这里使用的thymeleaf做渲染
<dependency>
<groupId>org.springframework.boot</groupId>
<artifactId>spring-boot-starter-security</artifactId>
</dependency>
<dependency>
<groupId>org.springframework.boot</groupId>
<artifactId>spring-boot-starter-thymeleaf</artifactId>
</dependency>
<!-- https://mvnrepository.com/artifact/org.thymeleaf.extras/thymeleaf-extras-springsecurity5 -->
<dependency>
<groupId>org.thymeleaf.extras</groupId>
<artifactId>thymeleaf-extras-springsecurity5</artifactId>
<version>3.0.4.RELEASE</version>
</dependency>
SecurityConfig配置
@EnableWebSecurity
public class SecurityConfig extends WebSecurityConfigurerAdapter {
//授权
@Override
protected void configure(HttpSecurity http) throws Exception {
http.authorizeRequests()
.antMatchers("/").permitAll()
.antMatchers("/level1/**").hasRole("vip1")
.antMatchers("/level2/**").hasRole("vip2")
.antMatchers("/level3/**").hasRole("vip3");
//登录配置
//loginPage() 自定义login的路径
//usernameParameter() and passwordParameter() 自定义接收的name参数
//loginProcessingUrl() 自定义请求的路径
http.formLogin().loginPage("/toLogin").usernameParameter("username").passwordParameter("password").loginProcessingUrl("/login");
//退出登录url配置
//logoutSuccessUrl() 定义退出后的路径
http.logout().logoutSuccessUrl("/");
//自定义记住我
http.rememberMe().rememberMeParameter("rememberMe");
}
//认证
@Override
protected void configure(AuthenticationManagerBuilder auth) throws Exception {
auth.inMemoryAuthentication().passwordEncoder(new BCryptPasswordEncoder())
.withUser("admin").password(new BCryptPasswordEncoder().encode("123456")).roles("vip1").and()
.withUser("wu").password(new BCryptPasswordEncoder().encode("123456")).roles("vip1","vip2","vip3").and()

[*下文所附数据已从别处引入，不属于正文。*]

//! Job lifecycle types.
//!
//! ```text
//!   submit() ──→ Queued ──→ Running ──→ Completed
//!                  │           │
//!                  │           └──→ Failed(reason)
//!                  │
//!                  └──→ Cancelled
//! ```
//!
//! Transitions only move forward; terminal states are permanent.

use chrono::{DateTime, Utc};
use serde::{Deserialize, Serialize};
use std::fmt;
use std::time::Duration;

/// Unique identifier for a job.
#[derive(Debug, Clone, PartialEq, Eq, Hash, Serialize, Deserialize)]
pub struct JobId(pub String);

impl JobId {
    /// Create a new job ID.
    pub fn new(id: impl Into<String>) -> Self {
        Self(id.into())
    }
}

impl fmt::Display for JobId {
    fn fmt(&self, f: &mut fmt::Formatter<'_>) -> fmt::Result {
        f.write_str(&self.0)
    }
}

impl From<&str> for JobId {
    fn from(s: &str) -> Self {
        Self(s.to_string())
    }
}

/// Status of a job.
#[derive(Debug, Clone, PartialEq, Eq, Serialize, Deserialize)]
pub enum JobStatus {
    /// Accepted, not started.
    Queued,
    /// Shots are executing.
    Running,
    /// All shots finished.
    Completed,
    /// Execution stopped with an error message.
    Failed(String),
    /// Cancelled before completion.
    Cancelled,
}

impl JobStatus {
    /// Check if this is a terminal state.
    pub fn is_terminal(&self) -> bool {
        matches!(
            self,
            JobStatus::Completed | JobStatus::Failed(_) | JobStatus::Cancelled
        )
    }

    /// Check if the job completed successfully.
    pub fn is_success(&self) -> bool {
        matches!(self, JobStatus::Completed)
    }

    fn rank(&self) -> u8 {
        match self {
            JobStatus::Queued => 0,
            JobStatus::Running => 1,
            JobStatus::Completed | JobStatus::Failed(_) | JobStatus::Cancelled => 2,
        }
    }
}

impl fmt::Display for JobStatus {
    fn fmt(&self, f: &mut fmt::Formatter<'_>) -> fmt::Result {
        match self {
            JobStatus::Queued => write!(f, "Queued"),
            JobStatus::Running => write!(f, "Running"),
            JobStatus::Completed => write!(f, "Completed"),
            JobStatus::Failed(msg) => write!(f, "Failed: {msg}"),
            JobStatus::Cancelled => write!(f, "Cancelled"),
        }
    }
}

/// A submitted job and its timestamps.
#[derive(Debug, Clone, Serialize, Deserialize)]
pub struct Job {
    /// The job identifier.
    pub id: JobId,
    /// Current status.
    pub status: JobStatus,
    /// Number of shots requested.
    pub shots: u32,
    /// Backend the job was submitted to.
    pub backend: String,
    /// Time the job was created.
    pub created_at: DateTime<Utc>,
    /// Time the job started running.
    #[serde(skip_serializing_if = "Option::is_none")]
    pub started_at: Option<DateTime<Utc>>,
    /// Time the job reached a terminal state.
    #[serde(skip_serializing_if = "Option::is_none")]
    pub finished_at: Option<DateTime<Utc>>,
}

impl Job {
    /// Create a queued job.
    pub fn new(id: JobId, shots: u32, backend: impl Into<String>) -> Self {
        Self {
            id,
            status: JobStatus::Queued,
            shots,
            backend: backend.into(),
            created_at: Utc::now(),
            started_at: None,
            finished_at: None,
        }
    }

    /// Move to `status` if that is a forward transition.
    ///
    /// Returns `false` and leaves the job untouched otherwise.
    pub fn transition(&mut self, status: JobStatus) -> bool {
        if self.status.is_terminal() || status.rank() <= self.status.rank() {
            return false;
        }
        let now = Utc::now();
        if matches!(status, JobStatus::Running) {
            self.started_at = Some(now);
        }
        if status.is_terminal() {
            self.finished_at = Some(now);
        }
        self.status = status;
        true
    }

    /// Wall time between start and finish, when both are known.
    pub fn run_time(&self) -> Option<Duration> {
        let start = self.started_at?;
        let end = self.finished_at?;
        (end - start).to_std().ok()
    }
}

.withUser("lisi").password(new BCryptPasswordEncoder().encode("123456")).roles("vip2");
// JDBC方式
// @Autowired()
// private DataSource dataSource;
// auth.jdbcAuthentication()
// .dataSource(datasource)
// .withUser("admin").password("password").roles("admin")
// .withUser("root").password("password").roles("admin")
}
}
RoutingController配置
@Controller
public class RoutingController {
@RequestMapping({"/","/index"})
public String index(){
return "index";
}
@RequestMapping("/toLogin")
public String login()
{
return "views/login";
}
@RequestMapping("/level1/{id}")
public String level1(@PathVariable("id") int id)
{
return "views/level1/"+id;
}
@RequestMapping("/level2/{id}")
public String level2(@PathVariable("id") int id)
{
return "views/level2/"+id;
}
@RequestMapping("/level3/{id}")
public String level3(@PathVariable("id") int id)
{
return "views/level3/"+id;
}
}
判断是否已经登陆认证sec:authorize="isAuthenticated()"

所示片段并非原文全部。